A fresh voice with a bright future.

Debut collection of essays traversing everything from the mysteries of summer camp and the eccentricities of one’s parents to acting in independent films and the love one feels for a newborn.

Freelance journalist Kaplan grew up in the WASPy Connecticut of the 1970s (“In my town there were so few Jews that unless you were dressed like the Hasidim, it just didn’t occur to people that you might be Jewish”). Like many a humorist, she observes high school from the edge of popularity, watching her girlfriends slow-dancing with jocks while she nurses multiple cases of unrequited love. After graduating from college, she settles in Manhattan and tries her hand at acting in commercials, indie films, and theater. (“I play at least one lesbian a year in one or another downtown theater.”) To support herself, she waits tables—usually running into her overeducated former classmates.

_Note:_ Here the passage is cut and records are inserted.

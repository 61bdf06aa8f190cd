use std::sync::Arc;
use std::time::Duration;

use glossa_core::session::{Session, SessionOptions};
use glossa_provider_rest::{RestLexicalClient, RestSpeechClient};
use glossa_types::AppEvent;
use kanal::{AsyncReceiver, AsyncSender};
use tokio::task::JoinSet;
use tokio_util::sync::CancellationToken;

use crate::events::event_loop;
use crate::state::AppState;
use crate::ui::console_loop;
use crate::watcher::detection_watcher;

/// Centralized channel management
pub struct ChannelSet {
    pub app_to_ui: (AsyncSender<AppEvent>, AsyncReceiver<AppEvent>),
    pub ui_to_app: (AsyncSender<AppEvent>, AsyncReceiver<AppEvent>),
}

impl ChannelSet {
    pub fn new() -> Self {
        Self {
            app_to_ui: kanal::bounded_async(256), // render burst capacity
            ui_to_app: kanal::bounded_async(64),  // UI interactions
        }
    }
}

/// Application controller for task spawning and lifecycle
pub struct AppController {
    channels: ChannelSet,
    state: Arc<AppState>,
    cancel_token: CancellationToken,
}

impl AppController {
    pub fn new(state: Arc<AppState>) -> Self {
        Self {
            channels: ChannelSet::new(),
            state,
            cancel_token: CancellationToken::new(),
        }
    }

    /// Sender used to inject events as if they came from the UI
    pub fn ui_sender(&self) -> AsyncSender<AppEvent> {
        self.channels.ui_to_app.0.clone()
    }

    pub async fn spawn_tasks(&self) -> JoinSet<anyhow::Result<()>> {
        let (lexical, speech, options) = {
            let config = self.state.config.read().await;

            if !config.provider.enabled || config.provider.api_key.is_empty() {
                tracing::warn!("Lexical provider not configured, lookups will fail");
            }

            (
                Arc::new(RestLexicalClient::new(
                    config.provider.api_key.clone(),
                    config.provider.api_url.clone(),
                )),
                Arc::new(RestSpeechClient::new(config.provider.speech_url.clone())),
                SessionOptions {
                    default_source: config.detection.default_language.clone(),
                    target: config.lookup.target_language.clone(),
                    detection_enabled: config.detection.enabled,
                    detect_quiet: Duration::from_millis(config.detection.quiet_ms),
                    lookup_timeout: (config.lookup.timeout_seconds > 0)
                        .then(|| Duration::from_secs(config.lookup.timeout_seconds)),
                },
            )
        };

        let session = Session::new(lexical, speech, options);
        let detector = session.detector();

        let mut tasks = JoinSet::new();

        // Event loop
        tasks.spawn(event_loop(
            session,
            self.channels.ui_to_app.1.clone(),
            self.channels.app_to_ui.0.clone(),
        ));

        // Console UI loop
        tasks.spawn(console_loop(
            Arc::clone(&self.state),
            self.channels.app_to_ui.1.clone(),
            self.channels.ui_to_app.0.clone(),
            self.cancel_token.child_token(),
        ));

        // Detection state watcher
        let watcher_interval = Duration::from_millis(100);
        tasks.spawn(detection_watcher(
            detector,
            watcher_interval,
            self.cancel_token.child_token(),
            self.channels.app_to_ui.0.clone(),
        ));

        tasks
    }

    pub fn shutdown(&self) {
        self.cancel_token.cancel();
    }
}
/// Classification of one segmented fragment
#[derive(Debug, Clone, Copy, PartialEq, Eq)]
pub enum PartKind {
    Word,
    Whitespace,
    Punctuation,
}

/// One addressable fragment of segmented text.
///
/// `index` identifies the part within a single segmentation pass; re-segmenting
/// replaces the whole sequence and invalidates previously held indices.
#[derive(Debug, Clone, PartialEq, Eq)]
pub struct TextPart {
    pub kind: PartKind,
    pub surface: String,
    /// Lower-cased lookup key, present only for `Word` parts
    pub normalized: Option<String>,
    pub index: usize,
}

impl TextPart {
    pub fn is_word(&self) -> bool {
        self.kind == PartKind::Word
    }
}

fn kind_of(c: char) -> PartKind {
    if c.is_alphanumeric() {
        PartKind::Word
    } else if c.is_whitespace() {
        PartKind::Whitespace
    } else {
        PartKind::Punctuation
    }
}

/// Partition `text` into maximal same-kind runs.
///
/// The partition is exhaustive and contiguous: concatenating the surfaces in
/// order reproduces the input exactly.
pub fn segment(text: &str) -> Vec<TextPart> {
    let mut parts = Vec::new();
    let mut chars = text.chars().peekable();

    while let Some(ch) = chars.next() {
        let kind = kind_of(ch);
        let mut surface = String::from(ch);

        while let Some(&next) = chars.peek() {
            if kind_of(next) == kind {
                surface.push(next);
                chars.next();
            } else {
                break;
            }
        }

        let normalized = (kind == PartKind::Word).then(|| surface.to_lowercase());
        parts.push(TextPart {
            kind,
            normalized,
            index: parts.len(),
            surface,
        });
    }

    parts
}
mod lexical;
mod speech;

pub use lexical::RestLexicalClient;
pub use speech::RestSpeechClient;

Her fellow waiters teach her the lyrics to Sondheim songs, the choreography from every Broadway show from the past 50 years, and how to make a decent cappuccino. She finally abandons restaurant work for the world of the retail headhunter, which allows her the financial freedom to seriously pursue acting. The eccentrics of the world seem fond of Kaplan; she moseys through a community populated in part by a therapist who needs more help than her clients (the therapist tries to borrow money, credit cards, and prescription drugs from her patients), a gadget-loving father (he was one of the first drivers in the 1960s to own a mobile car phone), and a host of loser boyfriends (one even stood her up on her birthday). Not everything is glibly rendered; as Kaplan’s grandmother succumbs to Alzheimer’s, the author’s meditation on the symbolic value of inanimate objects—in this case her grandmother’s leather pocketbook—is simple and heartfelt.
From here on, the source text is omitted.